— Вильгельм Осипович, это не Ломоносов, а… сейчас вам скажу… Львов!
— Князь Львов?
— «Вода огонь не потушает, и третий день горит пожар…»
— Типун вам на язык, Вильгельм Осипович!
— На мелодичный язык!..
В кают-компании хохот. Горящие язычки пригибаются и трепещут. Кто-то невидимый затворяет дверь изнутри.
Эта дверь отличается от других корабельных дверей: во-первых, высокая, так что даже рослый офицер может войти, не пригибаясь и не снимая фуражки; во-вторых, у этой двери не четыре задвижки-клинкеты, а шесть, причём ручки клинкет не стальные, а медные или латунные — тоже надраенные, отсвечивают в полумраке.
Здесь очень тихо. Во всех помещениях корабля, где Минька бывал до сих пор, — в кубриках и на палубах, в коридорах, на трапах и в сходных шахтах, не говоря о машине и кочегарке, — нигде небывало так тихо. Внизу несколько раз подряд бьёт волна. Качает, качнуло ковровый пол, за дверью кают-компании зазвенели бутылки, зазвенел смех — и отчего-то качнулось и сжалось сердце…
Раскрылась дверь, вышел лейтенант Рыбкин-третий, радостный, с папироской в зубах, между пуговицами — сложенная газетка.
— Честь имею явиться!
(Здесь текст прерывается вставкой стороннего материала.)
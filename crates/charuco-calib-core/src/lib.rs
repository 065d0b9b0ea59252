//! Core types for ChArUco camera calibration.
//!
//! This crate is purely geometric and has no detector logic:
//! - gray image views and bilinear sampling,
//! - homography estimation (normalized DLT and the 4-point solver),
//! - the pinhole camera with Brown–Conrady distortion and the calibrated
//!   [`CameraModel`],
//! - calibration observations ([`CalibrationSample`]) and the
//!   [`PlanarTarget`] seam used by the solver,
//! - a small stderr logger.

mod camera;
mod homography;
mod image;
mod logger;
mod target;

pub use camera::{
    CameraIntrinsics, CameraModel, CameraModelError, Distortion, PinholeCamera, StdDeviations,
    ViewPose, DISTORTION_COEFFS, INTRINSIC_PARAMS,
};
pub use homography::{
    estimate_homography, homography_from_4pt, homography_from_4pt_f32, Homography,
};
pub use image::{sample_bilinear, sample_bilinear_f64, sample_bilinear_u8, GrayImage, GrayImageView};
pub use target::{CalibrationSample, CornerCorrespondence, PlanarTarget, SampleError};

#[cfg(feature = "tracing")]
pub use logger::init_tracing;

pub use logger::{init_with_level, level_from_verbosity};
Квартирмейстер Маврин, ваш-бродь!..
— Хорошо, хорошо… — кивает Рыбкин и не по-уставному берёт Миньку под руку: — Отойдём… Маврин, у тебя в отделении новый матрос… — Смотрит прямо в глаза. — Ты хорошо его знаешь. Отдай ему эту газету. Понял? Отдай ему от меня.
— Слушаю-с, ваш бродь!
— Что с рукой у тебя?
— Не могу знать, ваш-бродь!
— Как же не можешь знать? Дрался?
— Някак нет-с, ваш бродь!
— Смотри, Маврин, — говорит лейтенант, стараясь выглядеть грозно (но Минька видит, что тому хочется поскорее вернуться в кают-компанию). — На каторгу хочешь?
— Някак нет-с, ваш бродь!
— Так смотри не дури. Газету отдай из рук в руки. Не потеряй.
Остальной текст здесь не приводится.